+++ Data records
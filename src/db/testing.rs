//! In-memory roster store for unit tests
//!
//! Replays deterministic row batches, one batch per result set, and records
//! what the code under test asked for.

use crate::db::reader::{NamedParam, ResultSetReader, RosterStore, StoreCatalog};
use crate::db::row::ResultRow;
use crate::error::AppError;
use async_trait::async_trait;
use std::collections::VecDeque;
use std::sync::atomic::{AtomicUsize, Ordering};
use std::sync::{Arc, Mutex};

type Handler =
    Box<dyn Fn(&str, &[NamedParam]) -> Result<Vec<Vec<ResultRow>>, AppError> + Send + Sync>;

/// Observations shared between the fake store and its readers
#[derive(Default)]
pub struct FakeLog {
    calls: Mutex<Vec<(String, Vec<NamedParam>)>>,
    sets_fetched: AtomicUsize,
    readers_closed: AtomicUsize,
}

impl FakeLog {
    pub fn calls(&self) -> Vec<(String, Vec<NamedParam>)> {
        self.calls.lock().unwrap().clone()
    }

    pub fn call_count(&self) -> usize {
        self.calls.lock().unwrap().len()
    }

    /// Parameters of the most recent call
    pub fn last_params(&self) -> Vec<NamedParam> {
        self.calls
            .lock()
            .unwrap()
            .last()
            .map(|(_, params)| params.clone())
            .unwrap_or_default()
    }

    /// Number of result sets whose rows were actually pulled
    pub fn sets_fetched(&self) -> usize {
        self.sets_fetched.load(Ordering::SeqCst)
    }

    pub fn readers_closed(&self) -> usize {
        self.readers_closed.load(Ordering::SeqCst)
    }
}

pub struct FakeStore {
    handler: Handler,
    scalar: Result<Option<i64>, String>,
    fail_after_rows: Option<usize>,
    pub log: Arc<FakeLog>,
}

impl FakeStore {
    /// Answer every call with the same result sets
    pub fn with_sets(sets: Vec<Vec<ResultRow>>) -> Self {
        Self::with_handler(move |_, _| Ok(sets.clone()))
    }

    /// Compute result sets from the procedure name and parameters
    pub fn with_handler<F>(handler: F) -> Self
    where
        F: Fn(&str, &[NamedParam]) -> Result<Vec<Vec<ResultRow>>, AppError> + Send + Sync + 'static,
    {
        Self {
            handler: Box::new(handler),
            scalar: Ok(None),
            fail_after_rows: None,
            log: Arc::new(FakeLog::default()),
        }
    }

    /// Every call fails as if the server were unreachable
    pub fn failing(message: &'static str) -> Self {
        let mut store = Self::with_handler(move |_, _| Err(AppError::Internal(message.to_string())));
        store.scalar = Err(message.to_string());
        store
    }

    pub fn scalar_result(mut self, value: Option<i64>) -> Self {
        self.scalar = Ok(value);
        self
    }

    /// Make readers fault after handing out `rows` rows
    pub fn fail_after_rows(mut self, rows: usize) -> Self {
        self.fail_after_rows = Some(rows);
        self
    }

    fn record(&self, procedure: &str, params: &[NamedParam]) {
        self.log
            .calls
            .lock()
            .unwrap()
            .push((procedure.to_string(), params.to_vec()));
    }
}

#[async_trait]
impl RosterStore for FakeStore {
    async fn open(
        &self,
        procedure: &str,
        params: &[NamedParam],
    ) -> Result<Box<dyn ResultSetReader>, AppError> {
        self.record(procedure, params);
        let sets = (self.handler)(procedure, params)?;

        Ok(Box::new(FakeReader {
            sets: sets.into_iter().collect(),
            current: None,
            started: false,
            rows_served: 0,
            fail_after_rows: self.fail_after_rows,
            log: Arc::clone(&self.log),
        }))
    }

    async fn scalar(&self, procedure: &str, params: &[NamedParam]) -> Result<Option<i64>, AppError> {
        self.record(procedure, params);
        self.scalar.clone().map_err(AppError::Internal)
    }

    async fn catalog(&self) -> Result<StoreCatalog, AppError> {
        match &self.scalar {
            Err(message) => Err(AppError::Internal(message.clone())),
            Ok(_) => Ok(StoreCatalog {
                database: "roster_test".to_string(),
                tables: vec![
                    "portal_users".to_string(),
                    "student".to_string(),
                    "teacher_schedule".to_string(),
                    "users".to_string(),
                ],
            }),
        }
    }
}

struct FakeReader {
    sets: VecDeque<Vec<ResultRow>>,
    current: Option<VecDeque<ResultRow>>,
    started: bool,
    rows_served: usize,
    fail_after_rows: Option<usize>,
    log: Arc<FakeLog>,
}

#[async_trait]
impl ResultSetReader for FakeReader {
    async fn next_row(&mut self) -> Result<Option<ResultRow>, AppError> {
        if self.current.is_none() {
            if self.started {
                return Ok(None);
            }
            self.started = true;
            match self.sets.pop_front() {
                Some(rows) => {
                    self.log.sets_fetched.fetch_add(1, Ordering::SeqCst);
                    self.current = Some(rows.into_iter().collect());
                }
                None => return Ok(None),
            }
        }

        if self.fail_after_rows == Some(self.rows_served) {
            return Err(AppError::Internal("connection reset by peer".to_string()));
        }

        let row = self.current.as_mut().and_then(|rows| rows.pop_front());
        if row.is_some() {
            self.rows_served += 1;
        }
        Ok(row)
    }

    async fn next_result(&mut self) -> Result<bool, AppError> {
        // Skip the unread current set, if it was never pulled
        if !self.started {
            self.sets.pop_front();
        }
        self.current = None;
        self.started = false;
        Ok(!self.sets.is_empty())
    }

    async fn close(&mut self) -> Result<(), AppError> {
        self.sets.clear();
        self.current = None;
        self.log.readers_closed.fetch_add(1, Ordering::SeqCst);
        Ok(())
    }
}
//! Column-addressed result rows
//!
//! Rows coming out of the roster store are decoupled from the driver so the
//! mapping layer can be exercised without a live database. Every accessor
//! applies the null-defaulting rule for its target type.

use crate::error::{coercion_error, AppError};

/// A single column value as returned by the store
#[derive(Debug, Clone, PartialEq)]
pub enum SqlValue {
    Null,
    Int(i64),
    Float(f64),
    Bool(bool),
    Text(String),
}

impl From<i64> for SqlValue {
    fn from(value: i64) -> Self {
        SqlValue::Int(value)
    }
}

impl From<i32> for SqlValue {
    fn from(value: i32) -> Self {
        SqlValue::Int(value as i64)
    }
}

impl From<bool> for SqlValue {
    fn from(value: bool) -> Self {
        SqlValue::Bool(value)
    }
}

impl From<&str> for SqlValue {
    fn from(value: &str) -> Self {
        SqlValue::Text(value.to_string())
    }
}

impl From<String> for SqlValue {
    fn from(value: String) -> Self {
        SqlValue::Text(value)
    }
}

impl<T: Into<SqlValue>> From<Option<T>> for SqlValue {
    fn from(value: Option<T>) -> Self {
        value.map(Into::into).unwrap_or(SqlValue::Null)
    }
}

/// One row of a result set, columns kept in select order
#[derive(Debug, Clone, Default, PartialEq)]
pub struct ResultRow {
    columns: Vec<(String, SqlValue)>,
}

impl ResultRow {
    pub fn new() -> Self {
        Self::default()
    }

    /// Builder-style column append
    #[cfg(test)]
    pub fn with(mut self, name: impl Into<String>, value: impl Into<SqlValue>) -> Self {
        self.push(name, value);
        self
    }

    pub fn push(&mut self, name: impl Into<String>, value: impl Into<SqlValue>) {
        self.columns.push((name.into(), value.into()));
    }

    /// Look a column up by name. Exact match wins; otherwise the first
    /// ASCII case-insensitive match is used.
    pub fn get(&self, column: &str) -> Result<&SqlValue, AppError> {
        self.columns
            .iter()
            .find(|(name, _)| name == column)
            .or_else(|| {
                self.columns
                    .iter()
                    .find(|(name, _)| name.eq_ignore_ascii_case(column))
            })
            .map(|(_, value)| value)
            .ok_or_else(|| coercion_error(format!("column '{}' is missing", column)))
    }

    /// Text column; NULL becomes an empty string, numbers render in decimal
    pub fn text(&self, column: &str) -> Result<String, AppError> {
        Ok(self.opt_text(column)?.unwrap_or_default())
    }

    pub fn opt_text(&self, column: &str) -> Result<Option<String>, AppError> {
        Ok(match self.get(column)? {
            SqlValue::Null => None,
            SqlValue::Text(s) => Some(s.clone()),
            SqlValue::Int(n) => Some(n.to_string()),
            SqlValue::Float(f) => Some(f.to_string()),
            SqlValue::Bool(b) => Some(b.to_string()),
        })
    }

    /// Non-nullable 32-bit integer; NULL becomes zero
    pub fn int(&self, column: &str) -> Result<i32, AppError> {
        Ok(self.opt_int(column)?.unwrap_or(0))
    }

    pub fn opt_int(&self, column: &str) -> Result<Option<i32>, AppError> {
        match self.opt_long(column)? {
            None => Ok(None),
            Some(n) => i32::try_from(n).map(Some).map_err(|_| {
                coercion_error(format!("column '{}' value {} does not fit in i32", column, n))
            }),
        }
    }

    /// Non-nullable 64-bit integer; NULL becomes zero
    pub fn long(&self, column: &str) -> Result<i64, AppError> {
        Ok(self.opt_long(column)?.unwrap_or(0))
    }

    pub fn opt_long(&self, column: &str) -> Result<Option<i64>, AppError> {
        match self.get(column)? {
            SqlValue::Null => Ok(None),
            SqlValue::Int(n) => Ok(Some(*n)),
            SqlValue::Bool(b) => Ok(Some(i64::from(*b))),
            SqlValue::Text(s) => s.trim().parse::<i64>().map(Some).map_err(|_| {
                coercion_error(format!("column '{}' holds non-integer text '{}'", column, s))
            }),
            SqlValue::Float(f) => Err(coercion_error(format!(
                "column '{}' holds fractional value {}",
                column, f
            ))),
        }
    }

    /// Integer-stored flag. Only the value 1 is true; NULL stays unknown.
    pub fn flag(&self, column: &str) -> Result<Option<bool>, AppError> {
        match self.get(column)? {
            SqlValue::Bool(b) => Ok(Some(*b)),
            _ => Ok(self.opt_long(column)?.map(|n| n == 1)),
        }
    }
}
++++++
* _What the task asks_
What lines in the data hold the word "lock"? Return them.

* _Output below_
        self.calls.lock().unwrap().clone()
        self.calls.lock().unwrap().len()
            .lock()
            .lock()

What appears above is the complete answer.